Records drawn from a dataset:
════
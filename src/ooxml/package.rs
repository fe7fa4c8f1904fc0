//! OPC package access shared by the OOXML decoders.

use super::rels::{Relationships, rels_part_name, reltype};
use crate::common::Result;
use crate::common::archive::ZipPackage;
use crate::extract::DecodeContext;
use tracing::trace;

/// An Open Packaging Conventions package over a ZIP archive.
pub struct OpcPackage<'a> {
    zip: ZipPackage<'a>,
}

impl<'a> OpcPackage<'a> {
    /// Open the package in `data`.
    pub fn open(data: &'a [u8], ctx: &DecodeContext<'_>) -> Result<Self> {
        Ok(Self {
            zip: ZipPackage::open(data, ctx)?,
        })
    }

    /// Name of the main document part.
    ///
    /// Follows the `officeDocument` relationship of the package and falls
    /// back to `default` when the package has no usable relationships.
    pub fn main_part(&mut self, default: &str, ctx: &DecodeContext<'_>) -> Result<String> {
        let rels = self.relationships("", ctx)?;
        let main = rels
            .first_of(reltype::OFFICE_DOCUMENT)
            .map(|rel| rel.target.clone())
            .filter(|name| self.zip.has_part(name))
            .unwrap_or_else(|| default.to_string());
        trace!(part = %main, "main document part");
        Ok(main)
    }

    /// Relationships of `source`; empty if it has no relationship part.
    pub fn relationships(&mut self, source: &str, ctx: &DecodeContext<'_>) -> Result<Relationships> {
        match self.zip.read_optional_part(&rels_part_name(source), ctx)? {
            Some(xml) => Relationships::parse(&xml, source, ctx),
            None => Ok(Relationships::default()),
        }
    }

    /// Names of all parts.
    pub fn part_names(&self) -> impl Iterator<Item = &str> {
        self.zip.part_names()
    }

    #[inline]
    pub fn read_part(&mut self, name: &str, ctx: &DecodeContext<'_>) -> Result<Vec<u8>> {
        self.zip.read_part(name, ctx)
    }

    #[inline]
    pub fn read_optional_part(
        &mut self,
        name: &str,
        ctx: &DecodeContext<'_>,
    ) -> Result<Option<Vec<u8>>> {
        self.zip.read_optional_part(name, ctx)
    }
}
//! EPUB e-book text extraction.
//!
//! `META-INF/container.xml` names the package document, whose spine lists
//! the content documents in reading order. Each content document becomes
//! one section of the output.

mod package;
mod xhtml;

use crate::common::archive::{ZipPackage, part_dir};
use crate::common::text_builder::TextBuilder;
use crate::common::{Error, Result};
use crate::extract::{DecodeContext, Decoder};
use tracing::debug;

const CONTAINER_PART: &str = "META-INF/container.xml";
const ENCRYPTION_PART: &str = "META-INF/encryption.xml";

/// Decoder for EPUB 2 and EPUB 3 publications.
#[derive(Debug, Default, Clone, Copy)]
pub struct EpubDecoder;

impl Decoder for EpubDecoder {
    fn decode(&self, input: &[u8], ctx: &DecodeContext<'_>) -> Result<String> {
        let mut zip = ZipPackage::open(input, ctx)?;

        let container = zip.read_part(CONTAINER_PART, ctx)?;
        let opf_path = package::rootfile_path(&container, ctx)?
            .ok_or_else(|| ctx.malformed("container.xml names no rootfile"))?;
        let opf = zip.read_part(&opf_path, ctx)?;
        let spine = package::spine_documents(&opf, part_dir(&opf_path), ctx)?;
        debug!(package = %opf_path, documents = spine.len(), "spine");

        // Font obfuscation also uses encryption.xml; only encrypted text matters
        if let Some(encryption) = zip.read_optional_part(ENCRYPTION_PART, ctx)? {
            let encrypted = package::encrypted_parts(&encryption, ctx)?;
            if spine.iter().any(|doc| encrypted.contains(doc)) {
                return Err(Error::Encrypted(ctx.format()));
            }
        }

        let mut out = TextBuilder::default();
        for doc in &spine {
            let Some(xml) = zip.read_optional_part(doc, ctx)? else {
                debug!(part = %doc, "spine document missing");
                continue;
            };
            out.section_break();
            xhtml::render_xhtml(&xml, ctx, &mut out)?;
        }

        Ok(out.finish())
    }
}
════
• **Work order**
Copy out every entry again, exactly as it was given.

• **Final answer**
filename src/ooxml/package.rs
repository fe7fa4c8f1904fc0
//! OPC package access shared by the OOXML decoders.

use super::rels::{Relationships, rels_part_name, reltype};
use crate::common::Result;
use crate::common::archive::ZipPackage;
use crate::extract::DecodeContext;
use tracing::trace;

/// An Open Packaging Conventions package over a ZIP archive.
pub struct OpcPackage<'a> {
    zip: ZipPackage<'a>,
}

impl<'a> OpcPackage<'a> {
    /// Open the package in `data`.
    pub fn open(data: &'a [u8], ctx: &DecodeContext<'_>) -> Result<Self> {
        Ok(Self {
            zip: ZipPackage::open(data, ctx)?,
        })
    }

    /// Name of the main document part.
    ///
    /// Follows the `officeDocument` relationship of the package and falls
    /// back to `default` when the package has no usable relationships.
    pub fn main_part(&mut self, default: &str, ctx: &DecodeContext<'_>) -> Result<String> {
        let rels = self.relationships("", ctx)?;
        let main = rels
            .first_of(reltype::OFFICE_DOCUMENT)
            .map(|rel| rel.target.clone())
            .filter(|name| self.zip.has_part(name))
            .unwrap_or_else(|| default.to_string());
        trace!(part = %main, "main document part");
        Ok(main)
    }

    /// Relationships of `source`; empty if it has no relationship part.
    pub fn relationships(&mut self, source: &str, ctx: &DecodeContext<'_>) -> Result<Relationships> {
        match self.zip.read_optional_part(&rels_part_name(source), ctx)? {
            Some(xml) => Relationships::parse(&xml, source, ctx),
            None => Ok(Relationships::default()),
        }
    }

    /// Names of all parts.
    pub fn part_names(&self) -> impl Iterator<Item = &str> {
        self.zip.part_names()
    }

    #[inline]
    pub fn read_part(&mut self, name: &str, ctx: &DecodeContext<'_>) -> Result<Vec<u8>> {
        self.zip.read_part(name, ctx)
    }

    #[inline]
    pub fn read_optional_part(
        &mut self,
        name: &str,
        ctx: &DecodeContext<'_>,
    ) -> Result<Option<Vec<u8>>> {
        self.zip.read_optional_part(name, ctx)
    }
}
//! EPUB e-book text extraction.
//!
//! `META-INF/container.xml` names the package document, whose spine lists
//! the content documents in reading order. Each content document becomes
//! one section of the output.

mod package;
mod xhtml;

use crate::common::archive::{ZipPackage, part_dir};
use crate::common::text_builder::TextBuilder;
use crate::common::{Error, Result};
use crate::extract::{DecodeContext, Decoder};
use tracing::debug;

const CONTAINER_PART: &str = "META-INF/container.xml";
const ENCRYPTION_PART: &str = "META-INF/encryption.xml";

/// Decoder for EPUB 2 and EPUB 3 publications.
#[derive(Debug, Default, Clone, Copy)]
pub struct EpubDecoder;

impl Decoder for EpubDecoder {
    fn decode(&self, input: &[u8], ctx: &DecodeContext<'_>) -> Result<String> {
        let mut zip = ZipPackage::open(input, ctx)?;

        let container = zip.read_part(CONTAINER_PART, ctx)?;
        let opf_path = package::rootfile_path(&container, ctx)?
            .ok_or_else(|| ctx.malformed("container.xml names no rootfile"))?;
        let opf = zip.read_part(&opf_path, ctx)?;
        let spine = package::spine_documents(&opf, part_dir(&opf_path), ctx)?;
        debug!(package = %opf_path, documents = spine.len(), "spine");

        // Font obfuscation also uses encryption.xml; only encrypted text matters
        if let Some(encryption) = zip.read_optional_part(ENCRYPTION_PART, ctx)? {
            let encrypted = package::encrypted_parts(&encryption, ctx)?;
            if spine.iter().any(|doc| encrypted.contains(doc)) {
                return Err(Error::Encrypted(ctx.format()));
            }
        }

        let mut out = TextBuilder::default();
        for doc in &spine {
            let Some(xml) = zip.read_optional_part(doc, ctx)? else {
                debug!(part = %doc, "spine document missing");
                continue;
            };
            out.section_break();
            xhtml::render_xhtml(&xml, ctx, &mut out)?;
        }

        Ok(out.finish())
    }
}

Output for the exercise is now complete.